Jeanne was determined to make the most of her blue eyes, which she privately considered to have been badly let down by her awful lank hair, although wild horses could not have dragged such an admission out of her. She had the irises slightly enlarged, and the color made perfectly even. She had her hair lightened and given a silvery metallic sheen. For her skin color, by way of contrast, she chose a tanned look—a golden brown that was, in its own fashion, equally metallic. She abolished the narrowness of her eyes completely, allowing herself to open them wide in an expression of astonished wonder, which, she thought, truly reflected the contented innocence of her cultivated image. She was content to let her lips be soft and relatively full, hardly reddened at all but very gentle. Her adopted nose was just a little bit upturned at the end.

Each sister, when she saw her twin remade, felt uneasy about the striking contrast. Each had confidence in her own decisions, but each was agonized by the worry that the other might prove herself more attractive to men. They were both well qualified to make conquests now, being very wealthy as well as very beautiful. Their remodeling, although fearfully expensive, had hardly dented their fortunes, which grew apace, seemingly of their own accord, thanks to the miracles wrought by their investment managers.

Aurora began instantly to shop around for lovers among the wealthy and the wise, the famous and the notorious, but choosing from those categories only the most handsome of candidates. She threw herself into a life of hectic seduction and multiple orgasms, keeping score of the men who visited her bed with obsessive accuracy.

Jeanne adopted a different strategy, feeling that it would be a kind of concession to begin now what she had disdained before, and that Aurora must never be given the satisfaction of thinking that she might be trying to catch up. Instead, she set out to collect admirers and break hearts. She flirted with everyone and slept with no one, casually accepting the adoration of all but reserving her favors for some indefinitely-deferred perfect relationship, which would be the ultimate in true love stories. By this means she cultivated a kind of moral superiority over her rival, who was made to seem vulgarly hedonistic by comparison.

Aurora secretly cursed the fact that her sister’s frustrated lovers seemed to adore her more extravagantly than her own sated ones, but in public she simply made the most of her appetite for ecstasy, and accused Jeanne of hypocritical frigidity. Jeanne, although coolly contemptuous as far as appearances were concerned, was secretly terrified that that might be the truth of the matter.
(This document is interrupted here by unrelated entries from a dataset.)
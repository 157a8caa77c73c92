use std::sync::{Mutex, MutexGuard, PoisonError};
use std::time::SystemTime;

use bytes::Bytes;

use crate::bin::check_key;
use crate::{Cache, CacheRecord, Headers, LruCache, Result};

/// In-process cache bin.
///
/// Holds at most `capacity` records and evicts the least recently used one.
/// Reads and touches both count as use.
pub struct MemCache {
    lru: Mutex<LruCache<String, CacheRecord>>,
}

impl MemCache {
    pub const DEFAULT_CAPACITY: usize = 16;

    pub fn new(capacity: usize) -> Self {
        Self {
            lru: Mutex::new(LruCache::new(capacity)),
        }
    }

    pub fn len(&self) -> usize {
        self.lock().len()
    }

    pub fn is_empty(&self) -> bool {
        self.lock().is_empty()
    }

    pub fn clear(&self) {
        self.lock().clear();
    }

    // Records are replaced whole, so a poisoned lock still guards valid data.
    fn lock(&self) -> MutexGuard<'_, LruCache<String, CacheRecord>> {
        self.lru.lock().unwrap_or_else(PoisonError::into_inner)
    }
}

impl Default for MemCache {
    fn default() -> Self {
        Self::new(Self::DEFAULT_CAPACITY)
    }
}

impl Cache for MemCache {
    fn read(&self, key: &str) -> Result<Option<CacheRecord>> {
        check_key(key)?;
        Ok(self.lock().get(&key.to_string()))
    }

    fn write(&self, key: &str, data: &[u8], headers: &Headers) -> Result<()> {
        check_key(key)?;
        let record = CacheRecord {
            data: Bytes::copy_from_slice(data),
            headers: headers.clone(),
            last_modified: SystemTime::now(),
        };
        self.lock().insert(key.to_string(), record);
        tracing::debug!(key, bytes = data.len(), "memory cache write");
        Ok(())
    }

    fn touch(&self, key: &str) -> Result<bool> {
        check_key(key)?;
        let mut lru = self.lock();
        match lru.get_mut(&key.to_string()) {
            Some(record) => {
                record.last_modified = SystemTime::now();
                Ok(true)
            }
            None => Ok(false),
        }
    }

    fn remove(&self, key: &str) -> Result<bool> {
        check_key(key)?;
        Ok(self.lock().erase(&key.to_string()))
    }
}
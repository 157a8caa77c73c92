#[cfg(feature = "reqwest")]
mod reqwest_impl {
    use std::error::Error as StdError;
    use std::io::{self, Read};
    use std::sync::{Mutex, PoisonError};
    use std::time::{Duration, Instant};

    use geofetch_cache::Headers;
    use reqwest::blocking::Client;

    use crate::core::{boundary_from_mime, decode_multipart, parse_http_date};
    use crate::data::{
        FetchConfig, FetchOptions, FetchPhase, Progress, ProgressCallback, ProxySettings, Request,
        Response,
    };
    use crate::effects::transport::Transport;
    use crate::error::{Error, Result};

    const CHUNK_SIZE: usize = 16 * 1024;
    const MAX_PREALLOC: u64 = 8 * 1024 * 1024;

    /// Production transport using `reqwest`'s blocking client.
    ///
    /// The proxy is chosen per request: the one in [`FetchOptions`], else the
    /// configured one, else the `GEOFETCH_PROXY*` environment captured at
    /// construction, else none. System proxy variables are ignored.
    pub struct ReqwestTransport {
        client: Client,
        config: FetchConfig,
        env_proxy: Option<ProxySettings>,
        /// Client for the most recent per-request proxy override.
        override_client: Mutex<Option<(ProxySettings, Client)>>,
    }

    impl ReqwestTransport {
        /// Build a transport, reading the proxy environment once.
        pub fn new(config: &FetchConfig) -> Result<Self> {
            Self::with_environment_proxy(config, ProxySettings::from_env()?)
        }

        /// Build a transport with an explicit stand-in for the proxy environment.
        pub fn with_environment_proxy(
            config: &FetchConfig,
            env_proxy: Option<ProxySettings>,
        ) -> Result<Self> {
            let config = config.clone();
            let client = build_client(&config, config.proxy.as_ref().or(env_proxy.as_ref()))?;
            Ok(Self {
                client,
                config,
                env_proxy,
                override_client: Mutex::new(None),
            })
        }

        pub fn config(&self) -> &FetchConfig {
            &self.config
        }

        fn default_proxy(&self) -> Option<&ProxySettings> {
            self.config.proxy.as_ref().or(self.env_proxy.as_ref())
        }

        fn rebuild(&mut self) -> Result<()> {
            self.client = build_client(&self.config, self.default_proxy())?;
            *self
                .override_client
                .get_mut()
                .unwrap_or_else(PoisonError::into_inner) = None;
            Ok(())
        }

        fn client_for(&self, proxy: Option<&ProxySettings>) -> Result<Client> {
            let Some(proxy) = proxy.filter(|p| Some(*p) != self.default_proxy()) else {
                return Ok(self.client.clone());
            };

            let mut cached = self
                .override_client
                .lock()
                .unwrap_or_else(PoisonError::into_inner);
            if let Some((settings, client)) = cached.as_ref()
                && settings == proxy
            {
                return Ok(client.clone());
            }

            let client = build_client(&self.config, Some(proxy))?;
            *cached = Some((proxy.clone(), client.clone()));
            Ok(client)
        }
    }

    impl Transport for ReqwestTransport {
        fn get(
            &self,
            request: &Request,
            options: &FetchOptions,
            progress: Option<&ProgressCallback>,
        ) -> Response {
            let started = Instant::now();
            let url = request.full_url();

            if progress.is_some_and(ProgressCallback::is_canceled) {
                return Response::canceled("canceled before the request was sent");
            }

            if self.config.debug {
                if let Some(proxy) = options.proxy.as_ref().or(self.default_proxy()) {
                    tracing::info!(url = %url, proxy = %proxy.url(), "using proxy");
                }
                tracing::info!(url = %url, headers = ?request.headers(), "sending request");
            }

            let client = match self.client_for(options.proxy.as_ref()) {
                Ok(client) => client,
                Err(e) => return Response::failed(e.to_string()).with_duration(started.elapsed()),
            };

            let mut builder = client.get(&url);
            for (name, value) in request.headers().iter() {
                builder = builder.header(name, value);
            }
            if let Some(credentials) = options.credentials_for(&url) {
                builder = builder.basic_auth(&credentials.username, Some(&credentials.password));
            }

            if let Some(progress) = progress {
                progress.report(&Progress {
                    phase: FetchPhase::Connecting,
                    bytes_downloaded: 0,
                    total_bytes: None,
                });
            }

            let mut remote = match builder.send() {
                Ok(remote) => remote,
                Err(e) => {
                    let message = describe(&e);
                    tracing::debug!(url = %url, error = %message, "request failed");
                    let response = if e.is_timeout() {
                        Response::timed_out(message)
                    } else {
                        Response::failed(message)
                    };
                    return response.with_duration(started.elapsed());
                }
            };

            let status = match self.config.simulate_response_code {
                Some(simulated) => {
                    tracing::debug!(url = %url, real = remote.status().as_u16(), simulated, "simulating response code");
                    simulated
                }
                None => remote.status().as_u16(),
            };

            let headers: Headers = remote
                .headers()
                .iter()
                .filter_map(|(name, value)| value.to_str().ok().map(|v| (name.as_str(), v)))
                .collect();
            if self.config.debug {
                tracing::info!(url = %url, status, headers = ?headers, "response received");
            }

            let total = remote.content_length();
            let body = match read_body(&mut remote, total, progress) {
                Ok(Some(body)) => body,
                Ok(None) => {
                    return Response::canceled("canceled during transfer")
                        .with_duration(started.elapsed());
                }
                Err(e) => {
                    let response = if io_timed_out(&e) {
                        Response::timed_out(e.to_string())
                    } else {
                        Response::failed(e.to_string())
                    };
                    return response.with_duration(started.elapsed());
                }
            };

            let mime_type = headers.get("content-type").unwrap_or_default().to_string();
            let last_modified = headers.get("last-modified").and_then(parse_http_date);
            let mut response = Response::new(status)
                .with_headers(headers)
                .with_mime_type(mime_type.clone())
                .with_last_modified(last_modified);

            if mime_type.len() > 9 && mime_type.to_ascii_lowercase().starts_with("multipart") {
                let boundary = boundary_from_mime(&mime_type);
                let decoded = decode_multipart(&body, &boundary);
                if let Some(e) = decoded.error {
                    tracing::warn!(url = %url, error = %e, parts = decoded.parts.len(), "multipart decoding stopped early");
                    response = response.with_protocol_violation(e.to_string());
                }
                response = response.with_parts(decoded.parts);
            } else {
                response = response.with_body(body);
            }

            response.with_duration(started.elapsed())
        }

        fn set_user_agent(&mut self, user_agent: &str) -> Result<()> {
            self.config.user_agent = user_agent.to_string();
            self.rebuild()
        }

        fn set_timeout(&mut self, timeout: Option<Duration>) -> Result<()> {
            self.config.timeout = timeout;
            self.rebuild()
        }

        fn set_connect_timeout(&mut self, timeout: Option<Duration>) -> Result<()> {
            self.config.connect_timeout = timeout;
            self.rebuild()
        }
    }

    fn build_client(config: &FetchConfig, proxy: Option<&ProxySettings>) -> Result<Client> {
        let mut builder = Client::builder()
            .user_agent(config.user_agent.as_str())
            .timeout(config.timeout);
        if let Some(connect_timeout) = config.connect_timeout {
            builder = builder.connect_timeout(connect_timeout);
        }

        builder = match proxy {
            Some(settings) => {
                let url = settings.url();
                let mut proxy = reqwest::Proxy::all(&url).map_err(|e| Error::InvalidProxy {
                    proxy: url.clone(),
                    reason: e.to_string(),
                })?;
                if let Some(username) = &settings.username {
                    proxy = proxy.basic_auth(username, settings.password.as_deref().unwrap_or_default());
                }
                builder.proxy(proxy)
            }
            None => builder.no_proxy(),
        };

        Ok(builder.build()?)
    }

    /// Read the whole body, reporting progress per chunk.
    ///
    /// Returns `Ok(None)` if `progress` asks to stop.
    pub(super) fn read_body<R: Read>(
        remote: &mut R,
        total: Option<u64>,
        progress: Option<&ProgressCallback>,
    ) -> io::Result<Option<Vec<u8>>> {
        let mut body = Vec::with_capacity(total.unwrap_or(0).min(MAX_PREALLOC) as usize);
        let mut chunk = vec![0u8; CHUNK_SIZE];

        loop {
            let n = match remote.read(&mut chunk) {
                Ok(0) => break,
                Ok(n) => n,
                Err(e) if e.kind() == io::ErrorKind::Interrupted => continue,
                Err(e) => return Err(e),
            };
            body.extend_from_slice(&chunk[..n]);

            if let Some(progress) = progress
                && progress.report(&Progress {
                    phase: FetchPhase::Downloading,
                    bytes_downloaded: body.len() as u64,
                    total_bytes: total,
                })
            {
                return Ok(None);
            }
        }

        if let Some(progress) = progress {
            progress.report(&Progress {
                phase: FetchPhase::Completed,
                bytes_downloaded: body.len() as u64,
                total_bytes: total,
            });
        }
        Ok(Some(body))
    }

    fn io_timed_out(e: &io::Error) -> bool {
        e.kind() == io::ErrorKind::TimedOut
            || e.get_ref()
                .and_then(|inner| inner.downcast_ref::<reqwest::Error>())
                .is_some_and(reqwest::Error::is_timeout)
    }

    /// An error and its sources, joined with `: `.
    fn describe(e: &dyn StdError) -> String {
        let mut message = e.to_string();
        let mut source = e.source();
        while let Some(cause) = source {
            message.push_str(": ");
            message.push_str(&cause.to_string());
            source = cause.source();
        }
        message
    }

    #[cfg(test)]
    mod tests {
        use super::*;
        use std::io::Cursor;

        #[test]
        fn reads_whole_body_with_progress() {
            let data = vec![7u8; CHUNK_SIZE * 2 + 10];
            let seen = std::sync::Arc::new(std::sync::Mutex::new(Vec::new()));
            let log = std::sync::Arc::clone(&seen);
            let progress = ProgressCallback::with_reporter(move |p| {
                log.lock().unwrap().push((p.phase, p.bytes_downloaded));
                false
            });

            let body = read_body(&mut Cursor::new(data.clone()), Some(data.len() as u64), Some(&progress))
                .unwrap()
                .unwrap();
            assert_eq!(body, data);

            let seen = seen.lock().unwrap();
            assert_eq!(seen.last(), Some(&(FetchPhase::Completed, data.len() as u64)));
            assert!(seen.iter().any(|(phase, _)| *phase == FetchPhase::Downloading));
        }

        #[test]
        fn stops_when_canceled() {
            let progress = ProgressCallback::with_reporter(|_| true);
            let outcome = read_body(&mut Cursor::new(vec![0u8; CHUNK_SIZE * 4]), None, Some(&progress)).unwrap();
            assert!(outcome.is_none());
            assert!(progress.is_canceled());
        }

        #[test]
        fn timeout_detection() {
            assert!(io_timed_out(&io::Error::from(io::ErrorKind::TimedOut)));
            assert!(!io_timed_out(&io::Error::from(io::ErrorKind::ConnectionReset)));
        }

        #[test]
        fn invalid_proxy_is_reported() {
            let config = FetchConfig::default().proxy(ProxySettings::new("bad host with spaces", 1));
            let err = ReqwestTransport::with_environment_proxy(&config, None).err().unwrap();
            assert!(matches!(err, Error::InvalidProxy { .. } | Error::Client(_)));
        }
    }
}

#[cfg(feature = "reqwest")]
pub use reqwest_impl::ReqwestTransport;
The sisters’ investment managers were drawn into the conflict, just as their cosmetic engineers had been. They began to compete in business, trying to pull off market coups and commodity corners, taking over companies and putting venture capital on the line. They both found that a thoroughly boring and rather too impersonal mode of competition, though, and began to invest more effort in their activities in the world of the arts. They began their own collections, and frequently tried to outbid one another in the auction rooms, although this occasionally resulted in such wildly expensive purchases that the loser had more reason to be content than the winner.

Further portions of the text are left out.